Mais cela n’a rien à voir avec le sujet de la lutte contre la propagation d’un virus hypercontagieux. En période d’épidémie liée à la diffusion d’un virus respiratoire, porter un masque, ce n’est pas simplement se protéger soi-même. A titre personnel, je n’ai jamais eu peur d’attraper le Covid-19. J’ai décidé de porter un masque, même quand ce n’était pas obligatoire, pour ne pas être un vecteur de transmission et pour ne pas anéantir la liberté des individus que je pourrais contaminer. C’est bien ma philosophie libérale qui m’interdit de transmettre un virus invalidant ou mortel pour certaines personnes quand je dispose d’un moyen bon marché, simple et peu gênant de l’éviter en étant masqué. Il est à cet égard notable que, dans plusieurs pays dont la France, la transmission du virus du Sida en connaissance de cause soit un délit pénal.  C’est le même raisonnement philosophique et juridique qui justifie l’obligation légale de certains vaccins. Il est moins question d’hygiénisme que de comportement social et d’efficacité sanitaire. 

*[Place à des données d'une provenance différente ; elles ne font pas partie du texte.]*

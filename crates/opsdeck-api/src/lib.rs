// opsdeck-api: Async Rust client for the opsdeck console HTTP API

pub mod client;
pub mod error;
pub mod transport;
pub mod types;

pub use client::AdminClient;
pub use error::Error;
pub use transport::{TlsMode, TransportConfig};
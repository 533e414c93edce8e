// ── Core error types ──
//
// User-facing errors from opsdeck-core. These are NOT API-specific --
// consumers never see HTTP status codes or JSON parse failures directly.
// The `From<opsdeck_api::Error>` impl translates transport-layer errors
// into domain-appropriate variants.

use thiserror::Error;

/// Unified error type for the core crate.
#[derive(Debug, Error)]
pub enum CoreError {
    // ── Connection errors ────────────────────────────────────────────
    #[error("Cannot connect to console at {url}: {reason}")]
    ConnectionFailed { url: String, reason: String },

    #[error("Authentication failed: {message}")]
    AuthenticationFailed { message: String },

    #[error("Console disconnected")]
    Disconnected,

    #[error("Console connection timed out after {timeout_secs}s")]
    Timeout { timeout_secs: u64 },

    // ── Data errors ──────────────────────────────────────────────────
    #[error("Entity not found: {entity_type} with id {identifier}")]
    NotFound {
        entity_type: &'static str,
        identifier: String,
    },

    // ── Operation errors ─────────────────────────────────────────────
    #[error("Validation failed for {field}: {reason}")]
    ValidationFailed { field: &'static str, reason: String },

    // ── API errors (wrapped, not exposed raw) ────────────────────────
    #[error("API error: {message}")]
    Api {
        message: String,
        /// The API-specific error code (e.g., "VALIDATION_ERROR").
        code: Option<String>,
        /// HTTP status code (if applicable).
        status: Option<u16>,
    },

    // ── Configuration errors ─────────────────────────────────────────
    #[error("Configuration error: {message}")]
    Config { message: String },

    // ── Internal errors ──────────────────────────────────────────────
    #[error("Internal error: {0}")]
    Internal(String),
}

// ── Conversion from transport-layer errors ───────────────────────────

impl From<opsdeck_api::Error> for CoreError {
    fn from(err: opsdeck_api::Error) -> Self {
        match err {
            opsdeck_api::Error::Authentication { message } => {
                CoreError::AuthenticationFailed { message }
            }
            opsdeck_api::Error::SessionExpired => CoreError::AuthenticationFailed {
                message: "Session expired -- re-authentication required".into(),
            },
            opsdeck_api::Error::InvalidToken => CoreError::AuthenticationFailed {
                message: "Invalid access token".into(),
            },
            opsdeck_api::Error::Transport(ref e) => {
                if e.is_timeout() {
                    CoreError::Timeout { timeout_secs: 0 }
                } else if e.is_connect() {
                    CoreError::ConnectionFailed {
                        url: e
                            .url()
                            .map(|u| u.to_string())
                            .unwrap_or_else(|| "<unknown>".into()),
                        reason: e.to_string(),
                    }
                } else if e.status().map(|s| s.as_u16()) == Some(404) {
                    CoreError::NotFound {
                        entity_type: "resource",
                        identifier: e.url().map(|u| u.path().to_string()).unwrap_or_default(),
                    }
                } else {
                    CoreError::Api {
                        message: e.to_string(),
                        code: None,
                        status: e.status().map(|s| s.as_u16()),
                    }
                }
            }
            opsdeck_api::Error::InvalidUrl(e) => CoreError::Config {
                message: format!("Invalid URL: {e}"),
            },
            opsdeck_api::Error::Timeout { timeout_secs } => CoreError::Timeout { timeout_secs },
            opsdeck_api::Error::Tls(msg) => CoreError::ConnectionFailed {
                url: String::new(),
                reason: format!("TLS error: {msg}"),
            },
            opsdeck_api::Error::Server {
                status,
                message,
                code,
            } => CoreError::Api {
                message,
                code,
                status: Some(status),
            },
            opsdeck_api::Error::Deserialization { message, body: _ } => {
                CoreError::Internal(format!("Deserialization error: {message}"))
            }
        }
    }
}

Une autre critique de notre soi-disant hygiénisme excessif souligne que la santé ne saurait être une valeur en soi.

Ce qu’André Comte-Sponville nomme le pan-médicalisme est l’idéologie qui consiste à considérer la santé comme l’aiguillon collectif de la politique, et l’aiguillon individuel de la « vie bonne ». Cet argument de Comte-Sponville est juste en principe. Car, bien évidemment, la santé, ce n’est pas toute la vie et ce n’est pas une valeur. On n’est pas une meilleure personne parce qu’on est en pleine forme. A l’inverse, on peut être courageux, juste, honnête, généreux, alors qu’on est malade.

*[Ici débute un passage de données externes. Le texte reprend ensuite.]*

use crate::grid::Grid;

/// Hex values of braille dots
///
/// ```text
///  1   8
///  2  10
///  4  20
/// 40  80
/// ```
///
/// Where the base blank pattern is codepoint `0x2800` (or U+2800)
///
/// To get other configurations, just add the numbers above.
const BRAILLE_EMPTY: u32 = 0x2800;

/// A framebuffer of dots, drawn to the terminal as braille characters. Each character holds a
/// 2x4 block of dots, so one dot is one pixel of the drawing area.
pub struct Canvas {
    /// The dot buffer
    db: Vec<bool>,

    /// The frame buffer.
    fb: String,

    /// Codepoints. This allows us to construct the framebuffer more easily
    cp: Vec<u32>,

    /// Width of the canvas, in dots
    w: usize,

    /// Height of the canvas, in dots
    h: usize,
}

impl Canvas {
    pub fn new(w: usize, h: usize) -> Self {
        // For each braille character, we need 3 bytes:
        //  - The leader byte:     0b11100010
        //  - Continuation byte 1: 0b101000xx
        //  - Continuation byte 2: 0b10xxxxxx
        // For each newline, we need one byte: 0b00001010
        //
        // With `bw = ceil(w / 2)` and `bh = ceil(h / 4)` braille characters per row and column,
        // the framebuffer is `3 * (bw * bh) + bh` bytes long.
        let (bw, bh) = (w.div_ceil(2), h.div_ceil(4));

        Self {
            db: vec![false; w * h],
            fb: String::with_capacity(3 * (bw * bh) + bh),
            cp: vec![BRAILLE_EMPTY; bw * bh],
            w,
            h,
        }
    }

    pub fn width(&self) -> usize {
        self.w
    }

    pub fn height(&self) -> usize {
        self.h
    }

    /// Start over with a blank canvas of a new size
    pub fn resize(&mut self, w: usize, h: usize) {
        *self = Self::new(w, h);
    }

    /// Turn every dot off
    pub fn clear(&mut self) {
        self.db.fill(false);
    }

    /// Turns on a `w` x `h` rectangle of dots with its top-left corner at `(x, y)`. Whatever falls
    /// outside of the canvas is clipped.
    pub fn fill_rect(&mut self, x: usize, y: usize, w: usize, h: usize) {
        let x_end = x.saturating_add(w).min(self.w);
        let y_end = y.saturating_add(h).min(self.h);

        for y in y..y_end {
            for x in x..x_end {
                let i = self.xy_from(x, y);
                self.db[i] = true;
            }
        }
    }

    /// Draws every live cell of `grid` as a filled square of `cell_size - stroke` dots, at the
    /// cell's pixel origin. The `stroke` gap is what separates neighboring cells on screen.
    pub fn draw_grid(&mut self, grid: &Grid, cell_size: usize, stroke: usize) {
        let side = cell_size.saturating_sub(stroke).max(1);

        for (row, col) in grid.iter_alive() {
            self.fill_rect(col * cell_size, row * cell_size, side, side);
        }
    }

    /// Turn the dot buffer into lines of braille characters, one line per 4 rows of dots.
    pub fn render(&mut self) -> &str {
        let bw = self.w.div_ceil(2);

        // compute new codepoints
        self.cp.fill(BRAILLE_EMPTY);

        for (n, &px) in self.db.iter().enumerate() {
            if px {
                let (x, y) = (n % self.w, n / self.w);
                self.cp[(y / 4) * bw + (x / 2)] += Self::get_hex_value(x, y);
            }
        }

        // update framebuffer
        self.fb.clear();

        for (i, &c) in self.cp.iter().enumerate() {
            if i > 0 && i % bw == 0 {
                self.fb.push('\n');
            }

            // Every sum of dots stays within the braille block
            self.fb.push(char::from_u32(c).unwrap_or(' '));
        }
        self.fb.push('\n');

        &self.fb
    }

    fn xy_from(&self, x: usize, y: usize) -> usize {
        y * self.w + x
    }

    fn get_hex_value(x: usize, y: usize) -> u32 {
        match (x % 2, y % 4) {
            (0, 0) => 0x1,
            (1, 0) => 0x8,
            (0, 1) => 0x2,
            (1, 1) => 0x10,
            (0, 2) => 0x4,
            (1, 2) => 0x20,
            (0, 3) => 0x40,
            (1, 3) => 0x80,
            _ => unreachable!(),
        }
    }
}

#[cfg(test)]
mod tests {
    use super::Canvas;
    use crate::grid::Grid;

    #[test]
    fn test_blank() {
        let mut canvas = Canvas::new(4, 8);

        assert_eq!(canvas.render(), "\u{2800}\u{2800}\n\u{2800}\u{2800}\n");
    }

    #[test]
    fn test_single_dots() -> anyhow::Result<()> {
        let mut canvas = Canvas::new(4, 4);
        let grid = Grid::with_alive(2, 2, &[(0, 0), (1, 1)])?;

        canvas.draw_grid(&grid, 2, 1);

        insta::assert_snapshot!(canvas.render().trim_end(), @"⠁⠄");

        Ok(())
    }

    #[test]
    fn test_stroke_leaves_gap() -> anyhow::Result<()> {
        let mut canvas = Canvas::new(4, 4);
        let grid = Grid::with_alive(1, 1, &[(0, 0)])?;

        canvas.draw_grid(&grid, 4, 1);

        // A 3x3 square: the right column and bottom row of the cell stay blank
        insta::assert_snapshot!(canvas.render().trim_end(), @"⠿⠇");

        Ok(())
    }

    #[test]
    fn test_fill_rect_clips() {
        let mut canvas = Canvas::new(2, 4);

        canvas.fill_rect(1, 2, 10, 10);

        // Dots (1, 2) and (1, 3)
        assert_eq!(canvas.render(), "\u{28A0}\n");
    }

    #[test]
    fn test_clear() {
        let mut canvas = Canvas::new(2, 4);

        canvas.fill_rect(0, 0, 2, 4);
        assert_eq!(canvas.render(), "\u{28FF}\n");

        canvas.clear();
        assert_eq!(canvas.render(), "\u{2800}\n");
    }

    #[test]
    fn test_odd_sizes_round_up() {
        let mut canvas = Canvas::new(3, 5);

        canvas.fill_rect(2, 4, 1, 1);

        assert_eq!(canvas.render(), "\u{2800}\u{2800}\n\u{2800}\u{2801}\n");
    }
}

Mais ce n’est pas parce qu’on brave bêtement la Covid-19 sous des airs machistes qu’on est un héros. Mourir du coronavirus parce qu’on refuse de porter un masque ou de se faire vacciner est juste égoïste, bête et sans intérêt.

Mourir ainsi, c’est se priver, le cas échéant, de vivre pour servir la collectivité, de mourir pour la justice, pour la liberté ou pour sauver un enfant. Être obsédé par sa santé peut être une marque d’égocentrisme. Et jamais la santé doit être vue comme un objectif final. Elle n’est qu’un moyen d’être capacitaire, c’est-à-dire de construire sa vie et d’aider les autres. La politique doit y aider. Pour cela, rien de mieux que de terrasser cette pandémie. 

Nicolas Bouzou

INÉVITABLEMENT DANS UN PAYS AUSSI FRIAND QUE LA FRANCE POUR LES (VAINES) ARGUTIES AU DÉPEND DE L’ACTION ET MÊME DU SIMPLE BON SENS , LE COVID19 EST DEVENU UN SUJET MAJEUR DE DISCORDE ET DE PARALYSIE. UN FAIT A RAPPROCHER DES EMPOIGNADES IDEOLOGIQUES IRRESPONSABLES SUR LA RÉALITÉ DE L’IMMIGRATION ET SES MÉFAITS. CET ARTICLE ME SEMBLE RAMENER LES CHOSES À LEUR JUSTE PROPORTION. Artofus.